Problem details:
From the entries below, copy out all lines holding "AlertError".
##### Input data
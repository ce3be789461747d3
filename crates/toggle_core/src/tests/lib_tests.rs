use super::*;
use std::{sync::Arc, time::Duration};

use async_trait::async_trait;
use deck_integration::{DeckDevice, Notification, Notifier, PresenceService};
use shared::{
    domain::ButtonIndex,
    error::{AlertError, PresenceError, RenderError},
};
use tokio::sync::Mutex;

const CALL_TIMEOUT: Duration = Duration::from_millis(200);
const BUTTON: ButtonIndex = ButtonIndex(0);

#[derive(Default)]
struct TestPresence {
    calls: Mutex<Vec<PresenceState>>,
    failures_remaining: Mutex<usize>,
    hang: bool,
}

impl TestPresence {
    fn failing(times: usize) -> Self {
        Self {
            failures_remaining: Mutex::new(times),
            ..Self::default()
        }
    }

    fn hanging() -> Self {
        Self {
            hang: true,
            ..Self::default()
        }
    }
}

#[async_trait]
impl PresenceService for TestPresence {
    async fn set_presence(&self, state: PresenceState) -> Result<(), PresenceError> {
        self.calls.lock().await.push(state);
        if self.hang {
            std::future::pending::<()>().await;
        }

        let mut failures = self.failures_remaining.lock().await;
        if *failures > 0 {
            *failures -= 1;
            return Err(PresenceError::Transport("connection reset".into()));
        }
        Ok(())
    }
}

#[derive(Default)]
struct TestDeck {
    renders: Mutex<Vec<(ButtonIndex, Vec<u8>)>>,
    fail: bool,
    hang: bool,
}

#[async_trait]
impl DeckDevice for TestDeck {
    async fn set_button_image(
        &self,
        button: ButtonIndex,
        image: &[u8],
    ) -> Result<(), RenderError> {
        self.renders.lock().await.push((button, image.to_vec()));
        if self.hang {
            std::future::pending::<()>().await;
        }
        if self.fail {
            return Err(RenderError::Disconnected);
        }
        Ok(())
    }

    fn take_press_events(&self) -> Option<PressStream> {
        None
    }
}

#[derive(Default)]
struct TestNotifier {
    shown: Mutex<Vec<Notification>>,
    fail: bool,
    hang: bool,
}

#[async_trait]
impl Notifier for TestNotifier {
    async fn notify(&self, notification: Notification) -> Result<(), AlertError> {
        self.shown.lock().await.push(notification);
        if self.hang {
            std::future::pending::<()>().await;
        }
        if self.fail {
            return Err(AlertError::Display("no notification daemon".into()));
        }
        Ok(())
    }
}

struct Harness {
    controller: ToggleController,
    presence: Arc<TestPresence>,
    deck: Arc<TestDeck>,
    notifier: Arc<TestNotifier>,
    dir: tempfile::TempDir,
}

impl Harness {
    async fn rendered_bytes(&self) -> Vec<Vec<u8>> {
        self.deck
            .renders
            .lock()
            .await
            .iter()
            .map(|(_, bytes)| bytes.clone())
            .collect()
    }

    async fn presence_calls(&self) -> Vec<PresenceState> {
        self.presence.calls.lock().await.clone()
    }

    async fn alert_messages(&mut self) -> Vec<String> {
        self.controller.flush_alert().await;
        self.notifier
            .shown
            .lock()
            .await
            .iter()
            .map(|n| n.message.clone())
            .collect()
    }
}

async fn harness_with(presence: TestPresence, deck: TestDeck, notifier: TestNotifier) -> Harness {
    let dir = tempfile::tempdir().expect("tempdir");
    let online = dir.path().join("online.png");
    let invisible = dir.path().join("invisible.png");
    std::fs::write(&online, b"online-icon").expect("online icon");
    std::fs::write(&invisible, b"invisible-icon").expect("invisible icon");
    let icons = IconStore::load(&online, &invisible).await.expect("icons");

    let presence = Arc::new(presence);
    let deck = Arc::new(deck);
    let notifier = Arc::new(notifier);

    let controller = ToggleController::new(
        icons,
        PresenceClient::new(presence.clone(), CALL_TIMEOUT),
        DeviceSurface::new(deck.clone(), BUTTON, CALL_TIMEOUT),
        AlertSink::new(notifier.clone(), CALL_TIMEOUT),
        AlertPolicy::enabled(),
    );

    Harness {
        controller,
        presence,
        deck,
        notifier,
        dir,
    }
}

async fn harness() -> Harness {
    harness_with(
        TestPresence::default(),
        TestDeck::default(),
        TestNotifier::default(),
    )
    .await
}

#[tokio::test]
async fn starts_online() {
    let h = harness().await;
    assert_eq!(h.controller.current(), PresenceState::Online);
    assert!(h.presence_calls().await.is_empty());
}

#[tokio::test]
async fn parity_of_press_count_decides_state() {
    let mut h = harness().await;
    for presses in 1..=7 {
        h.controller.on_press().await;
        let expected = if presses % 2 == 0 {
            PresenceState::Online
        } else {
            PresenceState::Invisible
        };
        assert_eq!(h.controller.current(), expected, "after {presses} presses");
    }
}

#[tokio::test]
async fn two_presses_issue_alternating_presence_and_render_calls() {
    let mut h = harness().await;
    h.controller.on_press().await;
    h.controller.on_press().await;

    assert_eq!(
        h.presence_calls().await,
        vec![PresenceState::Invisible, PresenceState::Online]
    );
    assert_eq!(
        h.rendered_bytes().await,
        vec![b"invisible-icon".to_vec(), b"online-icon".to_vec()]
    );
    assert!(h
        .deck
        .renders
        .lock()
        .await
        .iter()
        .all(|(button, _)| *button == BUTTON));
}

#[tokio::test]
async fn rejected_icon_update_keeps_old_icons_for_rendering() {
    let mut h = harness().await;
    let replacement = h.dir.path().join("new-invisible.png");
    std::fs::write(&replacement, b"new-invisible-icon").expect("replacement");
    let missing = h.dir.path().join("does-not-exist.png");

    let err = h
        .controller
        .set_icons(&missing, &replacement)
        .await
        .expect_err("missing online icon");
    assert!(matches!(
        err,
        ValidationError::MissingIcon {
            state: PresenceState::Online,
            ..
        }
    ));

    h.controller.on_press().await;
    assert_eq!(h.rendered_bytes().await, vec![b"invisible-icon".to_vec()]);
    assert_eq!(h.controller.current(), PresenceState::Invisible);
}

#[tokio::test]
async fn accepted_icon_update_applies_to_next_render() {
    let mut h = harness().await;
    let online = h.dir.path().join("online-2.png");
    let invisible = h.dir.path().join("invisible-2.png");
    std::fs::write(&online, b"online-2").expect("online");
    std::fs::write(&invisible, b"invisible-2").expect("invisible");

    h.controller
        .set_icons(&online, &invisible)
        .await
        .expect("accepted");
    h.controller.on_press().await;
    h.controller.on_press().await;

    assert_eq!(
        h.rendered_bytes().await,
        vec![b"invisible-2".to_vec(), b"online-2".to_vec()]
    );
}

#[tokio::test]
async fn disabling_alerts_silences_the_next_toggle() {
    let mut h = harness().await;
    h.controller.on_press().await;
    h.controller.on_press().await;
    assert_eq!(h.alert_messages().await.len(), 2);

    h.controller.set_alerts_enabled(false);
    h.controller.on_press().await;

    assert_eq!(h.alert_messages().await.len(), 2);
    assert_eq!(h.presence_calls().await.len(), 3);
}

#[tokio::test]
async fn toggle_alerts_flips_policy() {
    let mut h = harness().await;
    assert!(!h.controller.toggle_alerts());
    assert!(!h.controller.alert_policy().alerts_enabled);
    assert!(h.controller.toggle_alerts());

    h.controller.on_press().await;
    assert_eq!(h.alert_messages().await.len(), 1);
}

#[tokio::test]
async fn presence_failure_still_renders_and_commits() {
    let mut h = harness_with(
        TestPresence::failing(1),
        TestDeck::default(),
        TestNotifier::default(),
    )
    .await;

    h.controller.on_press().await;
    assert_eq!(h.controller.current(), PresenceState::Invisible);
    assert_eq!(h.rendered_bytes().await, vec![b"invisible-icon".to_vec()]);

    h.controller.on_press().await;
    assert_eq!(h.controller.current(), PresenceState::Online);
    assert_eq!(
        h.presence_calls().await,
        vec![PresenceState::Invisible, PresenceState::Online]
    );
}

#[tokio::test]
async fn hung_presence_call_times_out_without_blocking_render() {
    let mut h = harness_with(
        TestPresence::hanging(),
        TestDeck::default(),
        TestNotifier::default(),
    )
    .await;

    tokio::time::timeout(Duration::from_secs(5), h.controller.on_press())
        .await
        .expect("press completes despite hung presence call");
    assert_eq!(h.controller.current(), PresenceState::Invisible);
    assert_eq!(h.rendered_bytes().await, vec![b"invisible-icon".to_vec()]);

    tokio::time::timeout(Duration::from_secs(5), h.controller.on_press())
        .await
        .expect("second press completes");
    assert_eq!(h.controller.current(), PresenceState::Online);
}

#[tokio::test]
async fn hung_render_times_out_and_state_still_advances() {
    let mut h = harness_with(
        TestPresence::default(),
        TestDeck {
            hang: true,
            ..TestDeck::default()
        },
        TestNotifier::default(),
    )
    .await;

    tokio::time::timeout(Duration::from_secs(5), h.controller.on_press())
        .await
        .expect("press completes despite hung render");
    assert_eq!(h.controller.current(), PresenceState::Invisible);
    assert_eq!(h.presence_calls().await, vec![PresenceState::Invisible]);

    tokio::time::timeout(Duration::from_secs(5), h.controller.on_press())
        .await
        .expect("second press completes");
    assert_eq!(h.controller.current(), PresenceState::Online);
    assert_eq!(
        h.presence_calls().await,
        vec![PresenceState::Invisible, PresenceState::Online]
    );
}

#[tokio::test]
async fn surface_render_reports_timeout_for_hung_device() {
    let h = harness_with(
        TestPresence::default(),
        TestDeck {
            hang: true,
            ..TestDeck::default()
        },
        TestNotifier::default(),
    )
    .await;
    let surface = DeviceSurface::new(h.deck.clone(), BUTTON, CALL_TIMEOUT);

    let err = surface
        .render(h.controller.icons(), PresenceState::Invisible)
        .await
        .expect_err("hung device");
    assert!(matches!(err, RenderError::TimedOut(after) if after == CALL_TIMEOUT));
}

#[tokio::test]
async fn hung_notifier_does_not_hold_up_presses() {
    let mut h = harness_with(
        TestPresence::default(),
        TestDeck::default(),
        TestNotifier {
            hang: true,
            ..TestNotifier::default()
        },
    )
    .await;

    tokio::time::timeout(CALL_TIMEOUT / 2, h.controller.on_press())
        .await
        .expect("press returns before the alert times out");
    tokio::time::timeout(CALL_TIMEOUT / 2, h.controller.on_press())
        .await
        .expect("next press is not queued behind the alert");
    assert_eq!(h.controller.current(), PresenceState::Online);

    tokio::time::timeout(Duration::from_secs(5), h.controller.flush_alert())
        .await
        .expect("alert is bounded by its timeout");
    assert_eq!(h.alert_messages().await.len(), 2);
}

#[tokio::test]
async fn render_failure_does_not_block_presence_or_alert() {
    let mut h = harness_with(
        TestPresence::default(),
        TestDeck {
            fail: true,
            ..TestDeck::default()
        },
        TestNotifier::default(),
    )
    .await;

    h.controller.on_press().await;

    assert_eq!(h.controller.current(), PresenceState::Invisible);
    assert_eq!(h.presence_calls().await, vec![PresenceState::Invisible]);
    assert_eq!(
        h.alert_messages().await,
        vec!["Steam status changed to: invisible".to_string()]
    );
}

#[tokio::test]
async fn notifier_failure_is_swallowed() {
    let mut h = harness_with(
        TestPresence::default(),
        TestDeck::default(),
        TestNotifier {
            fail: true,
            ..TestNotifier::default()
        },
    )
    .await;

    h.controller.on_press().await;
    h.controller.on_press().await;

    assert_eq!(h.controller.current(), PresenceState::Online);
    assert_eq!(h.alert_messages().await.len(), 2);
}

#[tokio::test]
async fn press_then_press_again_end_to_end() {
    let mut h = harness().await;

    h.controller.on_press().await;
    assert_eq!(h.presence_calls().await, vec![PresenceState::Invisible]);
    assert_eq!(h.rendered_bytes().await, vec![b"invisible-icon".to_vec()]);
    h.controller.flush_alert().await;
    {
        let shown = h.notifier.shown.lock().await;
        assert_eq!(shown.len(), 1);
        assert_eq!(shown[0].title, DEFAULT_ALERT_TITLE);
        assert_eq!(shown[0].message, "Steam status changed to: invisible");
        assert_eq!(shown[0].timeout, Duration::from_secs(1));
    }

    h.controller.on_press().await;
    assert_eq!(
        h.presence_calls().await,
        vec![PresenceState::Invisible, PresenceState::Online]
    );
    assert_eq!(
        h.rendered_bytes().await,
        vec![b"invisible-icon".to_vec(), b"online-icon".to_vec()]
    );
    assert_eq!(
        h.alert_messages().await.last().map(String::as_str),
        Some("Steam status changed to: online")
    );
}

#[tokio::test]
async fn run_applies_commands_in_order_and_returns_when_closed() {
    let Harness {
        controller,
        presence,
        notifier,
        dir,
        ..
    } = harness().await;
    let (tx, rx) = command_channel();
    let (reply_tx, reply_rx) = oneshot::channel();

    tx.send(ControllerCommand::Press(PressEvent::new(BUTTON)))
        .await
        .expect("send");
    tx.send(ControllerCommand::Press(PressEvent::new(ButtonIndex(7))))
        .await
        .expect("send");
    tx.send(ControllerCommand::SetIcons {
        online: dir.path().join("missing.png"),
        invisible: dir.path().join("invisible.png"),
        reply: Some(reply_tx),
    })
    .await
    .expect("send");
    tx.send(ControllerCommand::ToggleAlerts).await.expect("send");
    tx.send(ControllerCommand::Press(PressEvent::new(BUTTON)))
        .await
        .expect("send");
    drop(tx);

    let controller = controller.run(rx).await;

    assert_eq!(controller.current(), PresenceState::Online);
    assert!(!controller.alert_policy().alerts_enabled);
    assert_eq!(
        *presence.calls.lock().await,
        vec![PresenceState::Invisible, PresenceState::Online]
    );
    assert_eq!(notifier.shown.lock().await.len(), 1);
    assert!(reply_rx.await.expect("reply").is_err());
}

#[tokio::test]
async fn forward_presses_preserves_order_without_coalescing() {
    let (press_tx, press_rx) = mpsc::unbounded_channel();
    let (tx, mut rx) = command_channel();
    for button in [0, 0, 3] {
        press_tx
            .send(PressEvent::new(ButtonIndex(button)))
            .expect("press");
    }
    drop(press_tx);

    forward_presses(press_rx, tx).await;

    let mut forwarded = Vec::new();
    while let Some(command) = rx.recv().await {
        match command {
            ControllerCommand::Press(event) => forwarded.push(event.button.0),
            other => panic!("unexpected command: {other:?}"),
        }
    }
    assert_eq!(forwarded, vec![0, 0, 3]);
}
##########
Answer for the task:
    error::{AlertError, PresenceError, RenderError},
    async fn notify(&self, notification: Notification) -> Result<(), AlertError> {
            return Err(AlertError::Display("no notification daemon".into()));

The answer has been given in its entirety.